*Material for this task*:
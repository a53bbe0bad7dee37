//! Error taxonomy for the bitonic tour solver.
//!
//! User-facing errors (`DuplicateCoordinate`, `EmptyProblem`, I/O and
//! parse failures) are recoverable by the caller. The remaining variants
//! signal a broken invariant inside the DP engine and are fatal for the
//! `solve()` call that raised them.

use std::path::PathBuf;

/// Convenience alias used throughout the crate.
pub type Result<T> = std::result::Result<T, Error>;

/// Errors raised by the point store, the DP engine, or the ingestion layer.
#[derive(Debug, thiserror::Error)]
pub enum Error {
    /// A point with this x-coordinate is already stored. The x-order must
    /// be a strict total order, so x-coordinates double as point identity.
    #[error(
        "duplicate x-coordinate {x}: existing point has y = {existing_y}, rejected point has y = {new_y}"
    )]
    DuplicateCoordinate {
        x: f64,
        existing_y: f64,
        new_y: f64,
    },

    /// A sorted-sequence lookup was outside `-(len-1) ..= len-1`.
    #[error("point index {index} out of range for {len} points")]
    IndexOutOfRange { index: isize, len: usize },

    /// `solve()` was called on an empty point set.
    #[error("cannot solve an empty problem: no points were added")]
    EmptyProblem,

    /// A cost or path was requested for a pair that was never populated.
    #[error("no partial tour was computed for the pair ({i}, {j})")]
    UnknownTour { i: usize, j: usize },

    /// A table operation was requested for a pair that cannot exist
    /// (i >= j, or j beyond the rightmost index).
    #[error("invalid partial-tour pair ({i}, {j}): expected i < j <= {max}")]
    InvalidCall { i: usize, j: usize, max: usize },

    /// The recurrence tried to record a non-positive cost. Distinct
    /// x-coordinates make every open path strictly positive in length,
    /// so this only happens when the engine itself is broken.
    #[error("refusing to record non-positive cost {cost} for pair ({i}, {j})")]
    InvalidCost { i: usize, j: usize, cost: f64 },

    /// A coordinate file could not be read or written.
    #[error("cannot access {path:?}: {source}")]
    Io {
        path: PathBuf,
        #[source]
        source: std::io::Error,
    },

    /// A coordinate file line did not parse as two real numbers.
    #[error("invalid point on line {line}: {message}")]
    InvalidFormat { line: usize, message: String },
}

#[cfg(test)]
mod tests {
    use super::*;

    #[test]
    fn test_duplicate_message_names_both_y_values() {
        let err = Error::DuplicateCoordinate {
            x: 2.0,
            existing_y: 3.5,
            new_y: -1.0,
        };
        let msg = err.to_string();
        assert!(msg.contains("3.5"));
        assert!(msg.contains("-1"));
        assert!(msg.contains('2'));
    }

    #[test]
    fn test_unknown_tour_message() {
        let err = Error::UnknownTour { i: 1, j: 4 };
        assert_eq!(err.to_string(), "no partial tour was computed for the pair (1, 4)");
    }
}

*The task*:
Starting at the top of the records, copy every line exactly.

*Exercise response*:
repository a53bbe0bad7dee37
//! Error taxonomy for the bitonic tour solver.
//!
//! User-facing errors (`DuplicateCoordinate`, `EmptyProblem`, I/O and
//! parse failures) are recoverable by the caller. The remaining variants
//! signal a broken invariant inside the DP engine and are fatal for the
//! `solve()` call that raised them.

use std::path::PathBuf;

/// Convenience alias used throughout the crate.
pub type Result<T> = std::result::Result<T, Error>;

/// Errors raised by the point store, the DP engine, or the ingestion layer.
#[derive(Debug, thiserror::Error)]
pub enum Error {
    /// A point with this x-coordinate is already stored. The x-order must
    /// be a strict total order, so x-coordinates double as point identity.
    #[error(
        "duplicate x-coordinate {x}: existing point has y = {existing_y}, rejected point has y = {new_y}"
    )]
    DuplicateCoordinate {
        x: f64,
        existing_y: f64,
        new_y: f64,
    },

    /// A sorted-sequence lookup was outside `-(len-1) ..= len-1`.
    #[error("point index {index} out of range for {len} points")]
    IndexOutOfRange { index: isize, len: usize },

    /// `solve()` was called on an empty point set.
    #[error("cannot solve an empty problem: no points were added")]
    EmptyProblem,

    /// A cost or path was requested for a pair that was never populated.
    #[error("no partial tour was computed for the pair ({i}, {j})")]
    UnknownTour { i: usize, j: usize },

    /// A table operation was requested for a pair that cannot exist
    /// (i >= j, or j beyond the rightmost index).
    #[error("invalid partial-tour pair ({i}, {j}): expected i < j <= {max}")]
    InvalidCall { i: usize, j: usize, max: usize },

    /// The recurrence tried to record a non-positive cost. Distinct
    /// x-coordinates make every open path strictly positive in length,
    /// so this only happens when the engine itself is broken.
    #[error("refusing to record non-positive cost {cost} for pair ({i}, {j})")]
    InvalidCost { i: usize, j: usize, cost: f64 },

    /// A coordinate file could not be read or written.
    #[error("cannot access {path:?}: {source}")]
    Io {
        path: PathBuf,
        #[source]
        source: std::io::Error,
    },

    /// A coordinate file line did not parse as two real numbers.
    #[error("invalid point on line {line}: {message}")]
    InvalidFormat { line: usize, message: String },
}

#[cfg(test)]
mod tests {
    use super::*;

    #[test]
    fn test_duplicate_message_names_both_y_values() {
        let err = Error::DuplicateCoordinate {
            x: 2.0,
            existing_y: 3.5,
            new_y: -1.0,
        };
        let msg = err.to_string();
        assert!(msg.contains("3.5"));
        assert!(msg.contains("-1"));
        assert!(msg.contains('2'));
    }

    #[test]
    fn test_unknown_tour_message() {
        let err = Error::UnknownTour { i: 1, j: 4 };
        assert_eq!(err.to_string(), "no partial tour was computed for the pair (1, 4)");
    }
}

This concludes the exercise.